This repository provides the recipe for the paper A Crowdsourced Open-Source Kazakh Speech Corpus and Initial Speech Recognition Baseline.
Our code builds upon ESPnet, and requires prior installation of the framework. Please follow the installation guide and put the ksc folder inside espnet/egs/
directory.
After succesfull installation of ESPnet & Kaldi, go to ISSAI_SAIDA_Kazakh_ASR/asr1
folder and create links to the dependencies:
ln -s ../../../tools/kaldi/egs/wsj/s5/steps steps
ln -s ../../../tools/kaldi/egs/wsj/s5/utils utils
The directory for running the experiments (ISSAI_SAIDA_Kazakh_ASR/<exp-name
) can be created by running the following script:
./setup_experiment.sh <exp-name>
Download ISSAI_KSC_335RS dataset and untar in the directory of your choice. Specify the path to the dataset inside ISSAI_SAIDA_Kazakh_ASR/<exp-name>/conf/data_path.conf
file:
dataset_dir=/path-to/ISSAI_KSC_335RS_v1.1
To train the models, run the script ./run.sh
inside ISSAI_SAIDA_Kazakh_ASR/<exp-name>/
folder.
You can find the link to the latest pre-trained Transformer model here.

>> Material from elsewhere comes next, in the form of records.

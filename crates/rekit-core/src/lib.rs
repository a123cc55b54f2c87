//! # rekit-core
//!
//! Real-time update core of the rekit scrolling action game.
//!
//! ## Architecture
//!
//! - **Scene**: owns the live entities and overlays of a level, runs the
//!   per-frame update pass and serializes it against rendering with one lock
//! - **Entities**: positioned, teamed game objects with a per-frame update
//! - **Enemies**: pistons and turrets driven by [`rekit_state`] machines
//! - **Prototypes**: named factories turning level spawns into entities
//!
//! ## Usage
//!
//! ```
//! use std::sync::Arc;
//! use glam::Vec2;
//! use rekit_core::config::GameConfig;
//! use rekit_core::level::{Level, LevelScript, SpawnSpec};
//! use rekit_core::prototype::PrototypeRegistry;
//! use rekit_core::render::RecordingSurface;
//! use rekit_core::scene::Scene;
//!
//! let config = Arc::new(GameConfig::default());
//! let level = Level {
//!     name: "demo".into(),
//!     focus: None,
//!     spawns: vec![SpawnSpec {
//!         prototype: "piston".into(),
//!         position: Vec2::new(1.0, 1.0),
//!         options: vec!["2".into()],
//!     }],
//! };
//! let registry = PrototypeRegistry::with_defaults(Arc::clone(&config), 42);
//! let scene = Scene::new(config.scene.clone(), Box::new(LevelScript::new(level, registry)));
//!
//! for _ in 0..60 {
//!     scene.update(1.0 / 60.0).unwrap();
//! }
//!
//! let mut surface = RecordingSurface::new();
//! scene.render(&mut surface);
//! assert!(!surface.is_empty());
//! ```

#![warn(missing_docs)]
#![warn(clippy::all)]
#![warn(clippy::pedantic)]
#![allow(clippy::module_name_repetitions)]

pub mod commands;
pub mod config;
pub mod enemies;
pub mod entity;
pub mod error;
pub mod geometry;
pub mod level;
pub mod overlay;
pub mod pickups;
pub mod prototype;
pub mod render;
pub mod scene;

pub use commands::SceneCommands;
pub use config::{GameConfig, SceneConfig};
pub use entity::{Entity, EntityCore, EntityKey, FrameContext, Layer, Team};
pub use error::{ConfigError, EntityError, FactoryError, SceneError};
pub use scene::{EmptyScript, Scene, SceneScript};

#[cfg(test)]
mod tests;
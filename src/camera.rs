//! Camera acquisition – platform permission prompt and stream lifecycle.
//!
//! The platform side (a real device prompt, a test stub, …) plugs in behind
//! [`CameraProvider`].  [`CameraAcquisition`] wraps every request in a
//! timeout so a stalled prompt can never suspend the caller forever: the
//! three-way [`CameraOutcome`] is the only thing that crosses this boundary,
//! never an error.

use crate::types::CameraStatus;
use async_trait::async_trait;
use log::{debug, warn};
use std::sync::atomic::{AtomicBool, Ordering};
use std::sync::Arc;
use std::time::Duration;

// ---------------------------------------------------------------------------
// Outcome
// ---------------------------------------------------------------------------

/// Result of one permission request.  Denial and absence of hardware are
/// ordinary outcomes, not failures – the session plays on with a static
/// fallback background.
#[derive(Debug)]
pub enum CameraOutcome {
    Granted(CameraStream),
    Denied,
    Unavailable,
}

impl CameraOutcome {
    pub fn status(&self) -> CameraStatus {
        match self {
            CameraOutcome::Granted(_) => CameraStatus::Granted,
            CameraOutcome::Denied => CameraStatus::Denied,
            CameraOutcome::Unavailable => CameraStatus::Unavailable,
        }
    }
}

// ---------------------------------------------------------------------------
// Stream handle
// ---------------------------------------------------------------------------

/// Live video feed handle owned by the session for its lifetime.
///
/// `release()` stops the underlying feed exactly once; further calls and the
/// eventual `Drop` are no-ops.
pub struct CameraStream {
    label: String,
    released: Arc<AtomicBool>,
}

impl CameraStream {
    pub fn new(label: impl Into<String>) -> Self {
        Self {
            label: label.into(),
            released: Arc::new(AtomicBool::new(false)),
        }
    }

    pub fn label(&self) -> &str {
        &self.label
    }

    /// Stop the feed.  Double-release is a no-op, not an error.
    pub fn release(&self) {
        if !self.released.swap(true, Ordering::SeqCst) {
            debug!("camera stream '{}' released", self.label);
        }
    }

    pub fn is_released(&self) -> bool {
        self.released.load(Ordering::SeqCst)
    }

    /// Shared view of the release flag, for tests observing teardown.
    pub fn release_flag(&self) -> Arc<AtomicBool> {
        self.released.clone()
    }
}

impl Drop for CameraStream {
    fn drop(&mut self) {
        self.release();
    }
}

impl std::fmt::Debug for CameraStream {
    fn fmt(&self, f: &mut std::fmt::Formatter<'_>) -> std::fmt::Result {
        f.debug_struct("CameraStream")
            .field("label", &self.label)
            .field("released", &self.is_released())
            .finish()
    }
}

// ---------------------------------------------------------------------------
// Provider seam
// ---------------------------------------------------------------------------

/// Platform entry point for opening a camera feed.
#[async_trait]
pub trait CameraProvider: Send + Sync {
    /// Trigger the permission prompt and resolve its outcome.  May suspend
    /// while the user decides; must not panic.
    async fn open(&self) -> CameraOutcome;
}

/// Provider for platforms (or headless runs) without any camera hardware.
pub struct NoCameraProvider;

#[async_trait]
impl CameraProvider for NoCameraProvider {
    async fn open(&self) -> CameraOutcome {
        CameraOutcome::Unavailable
    }
}

// ---------------------------------------------------------------------------
// Acquisition
// ---------------------------------------------------------------------------

/// Default ceiling on how long a permission prompt may stay unanswered.
pub const DEFAULT_PROMPT_TIMEOUT: Duration = Duration::from_secs(20);

/// Bounded-time wrapper around a [`CameraProvider`].
pub struct CameraAcquisition {
    provider: Arc<dyn CameraProvider>,
    timeout: Duration,
}

impl CameraAcquisition {
    pub fn new(provider: Arc<dyn CameraProvider>) -> Self {
        Self {
            provider,
            timeout: DEFAULT_PROMPT_TIMEOUT,
        }
    }

    pub fn with_timeout(mut self, timeout: Duration) -> Self {
        self.timeout = timeout;
        self
    }

    /// Request the feed.  Always resolves: a prompt that never answers is
    /// classified `Unavailable` once the timeout elapses.
    pub async fn request(&self) -> CameraOutcome {
        match tokio::time::timeout(self.timeout, self.provider.open()).await {
            Ok(outcome) => outcome,
            Err(_) => {
                warn!(
                    "camera prompt unanswered after {:?}, treating as unavailable",
                    self.timeout
                );
                CameraOutcome::Unavailable
            }
        }
    }
}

Untar it in ksc/<exp-name>/
.
To decode a single audio, specify paths to the following files inside recog_wav.sh
script:
lang_model= path to rnnlm.model.best
cmvn= path to cmvn.ark for example data/train/cmvn.ark
recog_model= path to e2e model, in case of transformer: model.last10.avg.best
Then, run the following script:
./recog_wav.sh <path-to-audio-file>